Il faut soulager la cédraie. Quand les ressources devenues non
renouvelables sont ainsi taries, ce qui est pris n´est plus à prendre.
Même
si, non visionnaire de l´actuelle démographie galopante et du
consumérisme à tout va, l´ancestrale règle coutumière n´indiquait pas de
limitation d´effectifs du cheptel, il n´est personne pour contredire
que le parcours forestier dans son excès est un antagonisme de la
biodiversité. La charge pastorale des écosystèmes maghrébins, et
particulièrement de la cédraie marocaine, est jusqu´à dix fois
supérieure à celle officiellement recommandée, a fortiori dans les
figures dites de protection que sont les parcs, les réserves et les
aires protégées. Pour ces derniers espaces, on peut d´ailleurs se
demander de quoi sont-ils protégés, et compte tenu de la disparité entre
la théorie et la pratique, entre les textes et la réalité du terrain,
en conclure pathétiquement à des concepts schizophréniques induisant des
formalités cosmétiques.
Les
stigmates les plus évidents de la pandémie écologique générée par un
surpâturage chronique à nul autre pareil sont alarmants pour quiconque
ne confond pas la forêt avec un simple alignement d´arbres, mais sait
que l´avenir se décide dans les parties confuses d´un sous-bois bien
garni, couvert d´une strate végétative, gage de croissance des semis
naturels et d´un minimum de régénération. Ici, la forêt est bien loin
d´être pluristratifiée, elle est dénaturée par un sol partout et
systématiquement tondu, dénudé, scalpé, écorché, étrépé, squelettique.

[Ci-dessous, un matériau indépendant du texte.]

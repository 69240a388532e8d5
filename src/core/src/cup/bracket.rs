use crate::game::{EventLog, Game, GameSettings, Stage};
use crate::r#match::{Fixture, FixtureResolution};
use crate::season::PositionedTeamSeason;
use crate::team::{RealTeam, Team};
use crate::utils::RandomSource;
use serde::{Deserialize, Serialize};

/// A qualifier's path through the knockout rounds. The run either climbs
/// quarter-final, semi-final and final, or ends at the first round that
/// is not won. Elimination is terminal, not an error.
#[derive(Debug, Clone, Serialize, Deserialize)]
pub struct CupRun {
    pub game_id: u32,
    pub season: u32,
    pub team_id: u32,
    pub stage: Stage,
    /// Real clubs already faced in this run, excluded from later draws.
    pub used_real_team_ids: Vec<u32>,
    pub eliminated: bool,
    pub completed: bool,
}

impl CupRun {
    pub fn is_over(&self) -> bool {
        self.eliminated || self.completed
    }
}

/// Builds and advances a cup run: one fixed 1v1 fixture per round against
/// a drawn real club, outside the league pairing tables.
pub struct CupBracketBuilder;

impl CupBracketBuilder {
    /// The champion goes down the cup route when they hold the required
    /// number of titles but the season produced no outright winner.
    pub fn qualifies(
        settings: &GameSettings,
        champion: &PositionedTeamSeason,
        champion_titles: u32,
    ) -> bool {
        champion.team_season.score < settings.victory_score
            && champion_titles >= settings.cup_titles_required
    }

    pub fn begin(game: &Game, season: u32, team: &Team, events: &mut dyn EventLog) -> CupRun {
        events.append(
            game.id,
            format!("{} qualify for the {}", team.name, Stage::CupQuarterFinal),
        );

        CupRun {
            game_id: game.id,
            season,
            team_id: team.id,
            stage: Stage::CupQuarterFinal,
            used_real_team_ids: Vec::new(),
            eliminated: false,
            completed: false,
        }
    }

    /// Draws the round's opponent uniformly from the strongest real clubs
    /// not already faced in this run. `None` once the pool is exhausted.
    pub fn draw_opponent<'a>(
        run: &CupRun,
        real_teams: &'a [RealTeam],
        pool_size: usize,
        random: &mut dyn RandomSource,
    ) -> Option<&'a RealTeam> {
        let mut pool: Vec<&RealTeam> = real_teams
            .iter()
            .filter(|real_team| !run.used_real_team_ids.contains(&real_team.id))
            .collect();

        pool.sort_by(|a, b| b.strength.cmp(&a.strength).then(a.id.cmp(&b.id)));
        pool.truncate(pool_size);

        if pool.is_empty() {
            return None;
        }

        let index = random.roll(0, pool.len() as i32 - 1) as usize;
        Some(pool[index])
    }

    /// Creates the run's fixture against the drawn opponent and books the
    /// opponent as used.
    pub fn next_fixture(
        run: &mut CupRun,
        team: &Team,
        opponent: &RealTeam,
        fixture_id: String,
        events: &mut dyn EventLog,
    ) -> Fixture {
        assert!(!run.is_over(), "cup run {} is already over", run.team_id);

        run.used_real_team_ids.push(opponent.id);

        events.append(
            run.game_id,
            format!("{} drawn against {} in the {}", team.name, opponent.name, run.stage),
        );

        Fixture::against_real(
            fixture_id,
            run.game_id,
            run.season,
            run.stage,
            run.team_id,
            opponent.id,
        )
    }

    /// Applies a resolved round. A win climbs to the next round, and a
    /// won final records the game's overall winner. Anything else ends
    /// the run.
    pub fn advance(
        run: &mut CupRun,
        game: &mut Game,
        team: &Team,
        resolution: &FixtureResolution,
        events: &mut dyn EventLog,
    ) {
        assert!(!run.is_over(), "cup run {} is already over", run.team_id);
        assert!(run.stage.is_cup_stage(), "cup run at non-cup stage {}", run.stage);

        if resolution.winner_team_id != Some(run.team_id) {
            run.eliminated = true;
            events.append(
                run.game_id,
                format!("{}'s cup run ends at the {}", team.name, run.stage),
            );
            return;
        }

        match run.stage {
            Stage::CupQuarterFinal => {
                run.stage = Stage::CupSemiFinal;
                events.append(
                    run.game_id,
                    format!("{} through to the {}", team.name, run.stage),
                );
            }
            Stage::CupSemiFinal => {
                run.stage = Stage::CupFinal;
                events.append(
                    run.game_id,
                    format!("{} through to the {}", team.name, run.stage),
                );
            }
            Stage::CupFinal => {
                run.completed = true;
                game.record_winner(run.team_id);
                events.append(
                    run.game_id,
                    format!("{} win the cup final and take the title", team.name),
                );
            }
            _ => unreachable!(),
        }
    }
}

L´écosystème est défiguré par une extrême mortalité et certains versants
ne montrent que des lambeaux de cédraie, ponctués de vétérans moribonds
et de chandelles sur pied. Les griffes d´une désertification accélérée
se traduisent par des pans qui
se sont dégarnis en moins d´une décennie. A chaque retour des pluies,
les lessivages cataclysmiques induits par un substrat ayant perdu toute
porosité infligent d´irrémédiables destructions. Le parcours forestier
de troupeaux sédentarisés grève ainsi lourdement les dernières forêts en
place, et souvent même leurs lambeaux vestigiaux. La dent du bétail
élimine par broutage les jeunes semis, les rejets, les basses branches
et même le feuillage quand en période de disette les ramées ou les cimes
sont coupées par les bergers. Mais le piétinement du même bétail, dont
l´effet peut sembler à prime à bord négligeable, peut avoir aussi de
terribles conséquences sur la compaction du sol par les jeux du
tassement, de la solifluxion, de l´écrasement des plantes non
appétibles.
Tels
sont les ravages de ce pastoralisme intempestif. Il engendre un écocide
lent, une extinction massive des plantes et de la faune. Il condamne le
formidable château d´eau national que constitue ce Moyen Atlas forestier
humide, ainsi que toutes les ressources naturelles sans exception. Il
menace la vie locale, son économie, les nobles traditions d´une société
berbère séculaire, et exacerbe ainsi l´exode vers les grandes villes et
l´étranger. Enfin, il coupe l´herbe sous le pied (!), non seulement aux
moutons de demain, mais aussi aux écotouristes que l´on désirait tant.
Avec
la précaution de ne confondre ni le berger traditionnel de l´Atlas
(déjà orphelin de sa forêt) avec le producteur de viande ovine qui tend à
le remplacer, ni le pâturage itinérant et extensif avec le parcours
sédentaire pour « faire du mouton », filière spéculative dérivante, il
semble opportun de se poser quelques questions :
-
Où est passée la biodiversité des 130.000 ha de cédraie marocaine,
enveloppe de forêt monospécifique désormais vidée de sa flore et de sa
faune, y compris lorsque le cèdre n´est pas dépérissant ? Où sont les
700 espèces botaniques, dont 60 endémiques, les 37 espèces
de mammifères, la plupart des 142 espèces d´oiseaux, les 33 espèces de
reptiles et d´amphibiens recensés, les centaines de papillons et les
milliers d´invertébrés dans les 53.000 hectares du Parc national
d´Ifrane, où partout le sol est celui d´un terrain de football ? Même
l´écrevisse à pied rouge de l´oued Tizguite, devenu cloaque, vit ses
dernières heures.
- Le Maroc peut-il ainsi anéantir ses beaux restes en les livrant sans réserve aux saccages des moutons et des chèvres ?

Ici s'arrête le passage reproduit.